A new finding shows that several species of bacteria reside in bladder tissue of postmenopausal women who experience recurrent urinary tract infections (RUTIs). The results represent the first systematic analysis of biopsies from patients in this population. A new finding by researchers at The University of Texas at Dallas and UT Southwestern Medical Center shows that several species of bacteria reside in bladder tissue of postmenopausal women who experience RUTIs.
The results, published online April 17 in the Journal of Molecular Biology, provide a better understanding of the interaction between bacteria and host tissue, which might lead to more effective treatment strategies.
The majority of UTIs are caused by the bacterium Escherichia coli, which normally lives in human intestines but sometimes gets into the urinary tract, where it is not welcome. The infections, which predominantly occur in women, typically can be treated effectively with antibiotics. But for some postmenopausal women, UTIs recur so frequently that they become a chronic condition, requiring daily doses of increasingly powerful antibiotics as the infection-causing bacteria gradually become resistant to each new drug.
“For older women, these infections can go on for tens of years,” said Dr. Nicole De Nisco, assistant professor of biological sciences at UT Dallas and lead author of the study. “Eventually, a patient’s last resort might be removing the bladder.”
Most of the epidemiological research on UTIs has been done with women in their 20s and 30s, a much earlier age range than the typical onset of menopause. To investigate the pathogenic mechanisms and immune responses related to recurring UTIs, De Nisco and her colleagues analyzed urine and biopsies from 14 postmenopausal women who had undergone cystoscopy with fulguration of trigonitis, a procedure aimed at treating antibiotic-resistant UTIs by removing inflamed bladder tissue.
“One of the reasons urinary tract infections have been overlooked is because they affect women, an understudied group in general when it comes to disease, and older women in particular, who are even more understudied,” De Nisco said.
ABSTRACT/ Because treatment of RUTI by long-term antibiotic therapy is often ineffective or poorly tolerated in elderly women, new therapies must be developed.

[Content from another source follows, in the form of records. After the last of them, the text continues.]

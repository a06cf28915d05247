//! 翻译服务核心实现
//!
//! `LlmTranslator` 把一次翻译请求变成一次 LLM 补全调用：
//! 校验设置、推导提供商配置、构造提示词，再交给 `LlmClient` 流式执行。
//!
//! ## 使用示例
//!
//! ```rust,no_run
//! use lingo_trans::translation::core::{LlmTranslator, TranslationPipeline};
//! use lingo_trans::translation::config::Settings;
//! use lingo_trans::translation::prompt::TranslationRequest;
//! use tokio_util::sync::CancellationToken;
//!
//! # async fn example(settings: Settings) -> Result<(), Box<dyn std::error::Error>> {
//! let translator = LlmTranslator::default();
//! let request = TranslationRequest::new("Hello world", "es");
//! let mut print = |chunk: lingo_trans::network::StreamChunk| print!("{}", chunk.content);
//! let response = translator
//!     .translate(&settings, &request, &CancellationToken::new(), &mut print)
//!     .await?;
//! println!("\n{}", response.content);
//! # Ok(())
//! # }
//! ```

use std::sync::atomic::{AtomicU64, Ordering};
use std::sync::Arc;
use std::time::Instant;

use async_trait::async_trait;
use tokio_util::sync::CancellationToken;

use crate::network::{
    ApiRequest, ApiResponse, HealthStatus, LlmClient, ModelInfo, RetryPolicy, StreamCallback,
};
use crate::translation::config::{create_provider_config, validate_settings, Settings};
use crate::translation::error::{TranslationError, TranslationResult};
use crate::translation::prompt::{
    build_rewriting_prompt, build_translation_prompt, RewritingRequest, TranslationRequest,
};

/// 翻译请求的温度
pub const TRANSLATION_TEMPERATURE: f32 = 0.3;
/// 改写请求的温度
pub const REWRITING_TEMPERATURE: f32 = 0.5;
/// 单次补全的最大输出 token
pub const MAX_OUTPUT_TOKENS: u32 = 2000;

/// 翻译管道
///
/// 端口处理器通过这个接口执行每个请求；测试中可以替换为假实现。
#[async_trait]
pub trait TranslationPipeline: Send + Sync + 'static {
    async fn translate(
        &self,
        settings: &Settings,
        request: &TranslationRequest,
        signal: &CancellationToken,
        on_stream: StreamCallback<'_>,
    ) -> TranslationResult<ApiResponse>;
}

/// 基于 LLM 的翻译器
#[derive(Clone, Default)]
pub struct LlmTranslator {
    client: LlmClient,
    stats: Arc<TranslatorStats>,
}

impl LlmTranslator {
    pub fn new(client: LlmClient) -> Self {
        Self {
            client,
            stats: Arc::new(TranslatorStats::default()),
        }
    }

    /// 使用环境变量中的重试次数
    pub fn from_env() -> Self {
        Self::new(LlmClient::with_retry_policy(RetryPolicy::from_env()))
    }

    pub fn stats(&self) -> &TranslatorStats {
        &self.stats
    }

    async fn run(
        &self,
        settings: &Settings,
        api_request: ApiRequest,
        signal: &CancellationToken,
        on_stream: Option<StreamCallback<'_>>,
    ) -> TranslationResult<ApiResponse> {
        validate_settings(settings)?;
        let config = create_provider_config(settings);

        self.stats.requests.fetch_add(1, Ordering::Relaxed);
        let started = Instant::now();
        let result = self.client.call(&config, &api_request, signal, on_stream).await;
        self.stats.add_processing_time(started.elapsed());

        match &result {
            Ok(response) => {
                self.stats.completed.fetch_add(1, Ordering::Relaxed);
                tracing::debug!(
                    "补全完成: model={} chars={}",
                    api_request.model,
                    response.content.chars().count()
                );
            }
            Err(TranslationError::Aborted) => {
                self.stats.aborted.fetch_add(1, Ordering::Relaxed);
            }
            Err(e) => {
                self.stats.failed.fetch_add(1, Ordering::Relaxed);
                tracing::debug!("补全失败: {}", e);
            }
        }

        result
    }

    /// 改写文本
    pub async fn rewrite(
        &self,
        settings: &Settings,
        request: &RewritingRequest,
        signal: &CancellationToken,
        on_stream: Option<StreamCallback<'_>>,
    ) -> TranslationResult<ApiResponse> {
        let api_request = ApiRequest {
            stream: on_stream.is_some(),
            temperature: Some(REWRITING_TEMPERATURE),
            max_tokens: Some(MAX_OUTPUT_TOKENS),
            ..ApiRequest::new(build_rewriting_prompt(request), settings.model.clone())
        };
        self.run(settings, api_request, signal, on_stream).await
    }

    /// 列出当前提供商的模型
    pub async fn fetch_models(
        &self,
        settings: &Settings,
        signal: &CancellationToken,
    ) -> TranslationResult<Vec<ModelInfo>> {
        let config = create_provider_config(settings);
        self.client.fetch_models(&config, signal).await
    }

    /// 连通性检查，设置无效时不发起任何请求
    pub async fn health_check(&self, settings: &Settings, signal: &CancellationToken) -> HealthStatus {
        if let Err(e) = validate_settings(settings) {
            return HealthStatus {
                ok: false,
                message: e.to_string(),
            };
        }
        let config = create_provider_config(settings);
        self.client.health_check(&config, signal).await
    }
}

#[async_trait]
impl TranslationPipeline for LlmTranslator {
    async fn translate(
        &self,
        settings: &Settings,
        request: &TranslationRequest,
        signal: &CancellationToken,
        on_stream: StreamCallback<'_>,
    ) -> TranslationResult<ApiResponse> {
        let api_request = ApiRequest {
            stream: true,
            temperature: Some(TRANSLATION_TEMPERATURE),
            max_tokens: Some(MAX_OUTPUT_TOKENS),
            ..ApiRequest::new(build_translation_prompt(request), settings.model.clone())
        };
        self.run(settings, api_request, signal, Some(on_stream)).await
    }
}

/// 翻译器统计信息
///
/// 使用原子计数，可在多个请求任务间共享。
#[derive(Debug, Default)]
pub struct TranslatorStats {
    pub requests: AtomicU64,
    pub completed: AtomicU64,
    pub failed: AtomicU64,
    pub aborted: AtomicU64,
    /// 总处理时间（微秒）
    pub processing_time: AtomicU64,
}

impl TranslatorStats {
    pub fn add_processing_time(&self, duration: std::time::Duration) {
        self.processing_time
            .fetch_add(duration.as_micros() as u64, Ordering::Relaxed);
    }

    /// 获取统计数据快照
    pub fn snapshot(&self) -> TranslatorStatsSnapshot {
        TranslatorStatsSnapshot {
            requests: self.requests.load(Ordering::Relaxed),
            completed: self.completed.load(Ordering::Relaxed),
            failed: self.failed.load(Ordering::Relaxed),
            aborted: self.aborted.load(Ordering::Relaxed),
            processing_time: std::time::Duration::from_micros(
                self.processing_time.load(Ordering::Relaxed),
            ),
        }
    }
}

#[derive(Debug, Clone, Copy, PartialEq, Eq)]
pub struct TranslatorStatsSnapshot {
    pub requests: u64,
    pub completed: u64,
    pub failed: u64,
    pub aborted: u64,
    pub processing_time: std::time::Duration,
}

#[cfg(test)]
mod tests {
    use super::*;

    #[tokio::test]
    async fn test_invalid_settings_fail_before_network() {
        let translator = LlmTranslator::default();
        let mut chunks = Vec::new();
        let mut sink = |chunk: crate::network::StreamChunk| chunks.push(chunk);

        let error = translator
            .translate(
                &Settings::default(),
                &TranslationRequest::new("hi", "es"),
                &CancellationToken::new(),
                &mut sink,
            )
            .await
            .unwrap_err();

        assert!(matches!(error, TranslationError::ConfigError(_)));
        assert!(error.to_string().starts_with("No model selected"));
        assert_eq!(translator.stats().snapshot().requests, 0);
        assert!(chunks.is_empty());
    }

    #[tokio::test]
    async fn test_health_check_reports_validation_error() {
        let translator = LlmTranslator::default();
        let settings = Settings {
            model: "gpt-4o-mini".to_string(),
            ..Settings::default()
        };
        let status = translator
            .health_check(&settings, &CancellationToken::new())
            .await;
        assert!(!status.ok);
        assert_eq!(
            status.message,
            "OpenAI API key is required. Please configure it in Settings."
        );
    }
}
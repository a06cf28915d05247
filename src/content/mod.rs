//! # 内容脚本模块
//!
//! 页面一侧的翻译逻辑：
//!
//! - `exchange` - 单个请求的端口交互状态机
//! - `controller` - 每个翻译界面的请求控制器
//! - `selection_flow` - 选区快照到翻译动作的映射

pub mod controller;
pub mod exchange;
pub mod selection_flow;

pub use controller::{
    LastRequest, TranslateTrigger, TranslationPhase, TranslationRequestController,
    TranslationSurface,
};
pub use exchange::{
    translate_segment_via_port, PortExchange, RequestIdGenerator, Step, DEFAULT_FAILURE_MESSAGE,
    PAGE_INTERRUPTED_MESSAGE, SELECTION_INTERRUPTED_MESSAGE,
};
pub use selection_flow::{
    FlowAction, RuntimeMessenger, SelectionButton, SelectionState, SelectionTranslationFlow,
    NO_SELECTION_MESSAGE,
};
//! # 选区模块
//!
//! 把页面上的选区事件转换为经过防抖和校验的选区快照。

pub mod detector;

pub use detector::{
    snapshot_channel, AnchorElement, FrameHandle, ListenerId, RangeHandle, RawSelection, Rect,
    SelectionDetector, SelectionDetectorOptions, SelectionEvent, SelectionHost, SelectionKind,
    SelectionListener, SelectionSnapshot, DEFAULT_MAX_LENGTH, DEFAULT_MIN_LENGTH,
};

The molecular basis of RUTI, especially in postmenopausal women, has remained unclear because modeling RUTI in mice is difficult, and human data are limited. Invasion of the urothelium and induction of host inflammation are hypothesized to be key mechanisms by which bacterial pathogens cause RUTI.
To further our understanding of RUTI in humans, we performed a systematic analysis of urine and bladder biopsy samples from postmenopausal women undergoing cystoscopy with fulguration of trigonitis in the advanced management of antibiotic-refractory RUTI. We provide direct evidence that bacteria reside in the bladder wall of postmenopausal RUTI patients and that diverse bacterial species can be isolated from the bladder tissue.
Histopathological scoring revealed significant edema and alterations of urothelial architecture in RUTI patient biopsies. Lymphocytes, including plasma B-cells, were detected within the mesenchyme, urothelium, and follicular aggregates in the majority of patients, indicating that the local adaptive immune response is active during human RUTI. These data provide conclusive evidence that bacteria invade the human urothelium and suggest that diverse bacterial species and the adaptive immune response play important roles in RUTI in humans.
They found that in addition to the expected E. coli, bacteria in urine samples included Klebsiella pneumoniae and Enterococcus faecalis, while species in biopsied tissue included E. coli, Staphylococcus hominis and Bacillus firmus.
“Our findings confirm that bacteria do form communities within the bladder wall of RUTI patients, which was not previously known,” De Nisco said. “This research is a critical step toward better understanding the mechanisms of recurring urinary tract infection and inflammation in postmenopausal women.”